**ASSIGNED TASK:** What is the number of lines in the data holding the word "path"? Give that number by itself.
----- DATASET EXCERPTS -----
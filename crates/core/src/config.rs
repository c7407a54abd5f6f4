use std::{fs::File, io::BufReader, path::Path, str::FromStr, time::Duration};

use serde::{Deserialize, Serialize};
use url::Url;

use crate::error::{Error, Result};

#[derive(Debug, Clone, Deserialize, Serialize)]
pub struct Config {
    #[serde(default = "default_log_level")]
    pub log_level: String,
    /// The CodeBuild project this deployment manages.
    pub project_name: String,
    #[serde(default = "default_expiration_in_days")]
    pub expiration_in_days: u32,
    #[serde(default = "default_upstream_timeout_secs")]
    pub upstream_timeout_secs: u64,
    #[serde(default)]
    pub server: ServerConfig,
    pub archive: ArchiveConfig,
    #[serde(default)]
    pub github: GitHubConfig,
    #[serde(default)]
    pub aws: AwsConfig,
}

#[derive(Debug, Clone, Deserialize, Serialize)]
pub struct ServerConfig {
    pub port: u16,
}

impl Default for ServerConfig {
    fn default() -> Self { Self { port: 8080 } }
}

#[derive(Debug, Clone, Deserialize, Serialize)]
pub struct ArchiveConfig {
    pub bucket: String,
    /// Public endpoint of the log proxy; comments link here with `?key=`.
    pub api_endpoint: Url,
    #[serde(default = "default_url_ttl_secs")]
    pub url_ttl_secs: u64,
}

#[derive(Debug, Clone, Default, Deserialize, Serialize)]
pub struct GitHubConfig {
    /// Secrets Manager id of a GitHub token. Takes priority over the project's OAuth token.
    pub token_secret: Option<String>,
    #[serde(default)]
    pub delete_previous_comments: bool,
    pub api_url: Option<String>,
}

#[derive(Debug, Clone, Default, Deserialize, Serialize)]
pub struct AwsConfig {
    pub region: Option<String>,
    pub endpoint_url: Option<String>,
}

fn default_log_level() -> String { "info".to_string() }

fn default_expiration_in_days() -> u32 { 90 }

fn default_upstream_timeout_secs() -> u64 { 30 }

fn default_url_ttl_secs() -> u64 { 600 }

impl Config {
    /// Load `config.yml` if it exists, otherwise read the process environment.
    pub fn load(path: impl AsRef<Path>) -> Result<Self> {
        let path = path.as_ref();
        if path.exists() { Self::from_yaml_file(path) } else { Self::from_env() }
    }

    pub fn from_yaml_file(path: &Path) -> Result<Self> {
        let file = File::open(path).map_err(|e| {
            Error::configuration(format!("failed to open {}: {e}", path.display()))
        })?;
        let config: Self = serde_yaml::from_reader(BufReader::new(file)).map_err(|e| {
            Error::configuration(format!("failed to parse {}: {e}", path.display()))
        })?;
        config.validate()
    }

    pub fn from_env() -> Result<Self> { Self::from_vars(|name| std::env::var(name).ok()) }

    pub fn from_vars(vars: impl Fn(&str) -> Option<String>) -> Result<Self> {
        let var = |name: &str| vars(name).filter(|v| !v.trim().is_empty());
        let config = Self {
            log_level: var("LOG_LEVEL").unwrap_or_else(default_log_level),
            project_name: required(&var, "CODEBUILD_PROJECT_NAME")?,
            expiration_in_days: parsed(&var, "EXPIRATION_IN_DAYS", default_expiration_in_days())?,
            upstream_timeout_secs: parsed(
                &var,
                "UPSTREAM_TIMEOUT_SECONDS",
                default_upstream_timeout_secs(),
            )?,
            server: ServerConfig { port: parsed(&var, "PORT", ServerConfig::default().port)? },
            archive: ArchiveConfig {
                bucket: required(&var, "BUILD_LOGS_BUCKET_NAME")?,
                api_endpoint: parsed_required(&var, "BUILD_LOGS_API_ENDPOINT")?,
                url_ttl_secs: parsed(&var, "LOG_URL_TTL_SECONDS", default_url_ttl_secs())?,
            },
            github: GitHubConfig {
                token_secret: var("GITHUB_OAUTH_TOKEN_SECRET_ARN"),
                delete_previous_comments: match var("DELETE_PREVIOUS_COMMENTS") {
                    Some(value) => parse_bool("DELETE_PREVIOUS_COMMENTS", &value)?,
                    None => false,
                },
                api_url: var("GITHUB_API_URL"),
            },
            aws: AwsConfig {
                region: var("AWS_DEFAULT_REGION").or_else(|| var("AWS_REGION")),
                endpoint_url: var("AWS_ENDPOINT_URL"),
            },
        };
        config.validate()
    }

    fn validate(mut self) -> Result<Self> {
        if self.project_name.is_empty() {
            return Err(Error::configuration("project name must not be empty"));
        }
        if self.archive.bucket.is_empty() {
            return Err(Error::configuration("archive bucket must not be empty"));
        }
        // An empty secret reference means "use the project's OAuth token".
        if self.github.token_secret.as_deref().is_some_and(|s| s.trim().is_empty()) {
            self.github.token_secret = None;
        }
        Ok(self)
    }

    pub fn upstream_timeout(&self) -> Duration { Duration::from_secs(self.upstream_timeout_secs) }

    pub fn url_ttl(&self) -> Duration { Duration::from_secs(self.archive.url_ttl_secs) }
}

fn required(var: &impl Fn(&str) -> Option<String>, name: &str) -> Result<String> {
    var(name).ok_or_else(|| Error::configuration(format!("missing environment variable {name}")))
}

fn parsed<T: FromStr>(var: &impl Fn(&str) -> Option<String>, name: &str, default: T) -> Result<T>
where T::Err: std::fmt::Display {
    match var(name) {
        Some(value) => value
            .trim()
            .parse()
            .map_err(|e| Error::configuration(format!("invalid {name} {value:?}: {e}"))),
        None => Ok(default),
    }
}

fn parsed_required<T: FromStr>(var: &impl Fn(&str) -> Option<String>, name: &str) -> Result<T>
where T::Err: std::fmt::Display {
    let value = required(var, name)?;
    value.trim().parse().map_err(|e| Error::configuration(format!("invalid {name} {value:?}: {e}")))
}

fn parse_bool(name: &str, value: &str) -> Result<bool> {
    match value.trim().to_ascii_lowercase().as_str() {
        "true" | "1" | "yes" => Ok(true),
        "false" | "0" | "no" => Ok(false),
        _ => Err(Error::configuration(format!("invalid {name} {value:?}: expected true or false"))),
    }
}

#[cfg(test)]
mod tests {
    use std::collections::HashMap;

    use super::*;

    fn vars(pairs: &[(&str, &str)]) -> impl Fn(&str) -> Option<String> {
        let map: HashMap<String, String> =
            pairs.iter().map(|(k, v)| (k.to_string(), v.to_string())).collect();
        move |name| map.get(name).cloned()
    }

    const BASE: &[(&str, &str)] = &[
        ("CODEBUILD_PROJECT_NAME", "TestProject"),
        ("BUILD_LOGS_BUCKET_NAME", "TestBucket"),
        ("BUILD_LOGS_API_ENDPOINT", "https://logs.example.com/buildlogs"),
    ];

    #[test]
    fn defaults() {
        let config = Config::from_vars(vars(BASE)).unwrap();
        assert_eq!(config.project_name, "TestProject");
        assert_eq!(config.archive.bucket, "TestBucket");
        assert_eq!(config.log_level, "info");
        assert_eq!(config.expiration_in_days, 90);
        assert_eq!(config.url_ttl(), Duration::from_secs(600));
        assert_eq!(config.upstream_timeout(), Duration::from_secs(30));
        assert!(!config.github.delete_previous_comments);
        assert!(config.github.token_secret.is_none());
    }

    #[test]
    fn overrides() {
        let mut pairs = BASE.to_vec();
        pairs.extend([
            ("EXPIRATION_IN_DAYS", "20"),
            ("DELETE_PREVIOUS_COMMENTS", "True"),
            ("GITHUB_OAUTH_TOKEN_SECRET_ARN", "arn:secret"),
            ("AWS_DEFAULT_REGION", "us-east-1"),
            ("LOG_LEVEL", "DEBUG"),
        ]);
        let config = Config::from_vars(vars(&pairs)).unwrap();
        assert_eq!(config.expiration_in_days, 20);
        assert!(config.github.delete_previous_comments);
        assert_eq!(config.github.token_secret.as_deref(), Some("arn:secret"));
        assert_eq!(config.aws.region.as_deref(), Some("us-east-1"));
        assert_eq!(config.log_level, "DEBUG");
    }

    #[test]
    fn empty_secret_reference_is_unset() {
        let mut pairs = BASE.to_vec();
        pairs.push(("GITHUB_OAUTH_TOKEN_SECRET_ARN", ""));
        let config = Config::from_vars(vars(&pairs)).unwrap();
        assert!(config.github.token_secret.is_none());
    }

    #[test]
    fn missing_required() {
        let err = Config::from_vars(vars(&BASE[1..])).unwrap_err();
        assert!(err.is_configuration());
        assert!(err.to_string().contains("CODEBUILD_PROJECT_NAME"));
    }

    #[test]
    fn invalid_values() {
        for (name, value) in [
            ("EXPIRATION_IN_DAYS", "soon"),
            ("DELETE_PREVIOUS_COMMENTS", "maybe"),
            ("BUILD_LOGS_API_ENDPOINT", "not a url"),
        ] {
            let mut pairs = BASE.to_vec();
            pairs.retain(|(k, _)| *k != name);
            pairs.push((name, value));
            let err = Config::from_vars(vars(&pairs)).unwrap_err();
            assert!(err.is_configuration(), "{name}");
        }
    }

    #[test]
    fn yaml() {
        let config: Config = serde_yaml::from_str(
            "project_name: TestProject\n\
             archive:\n  bucket: TestBucket\n  api_endpoint: https://logs.example.com/buildlogs\n\
             github:\n  delete_previous_comments: true\n",
        )
        .unwrap();
        let config = config.validate().unwrap();
        assert_eq!(config.server.port, 8080);
        assert_eq!(config.archive.url_ttl_secs, 600);
        assert!(config.github.delete_previous_comments);
    }
}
-----
**ANSWER BOX:** 8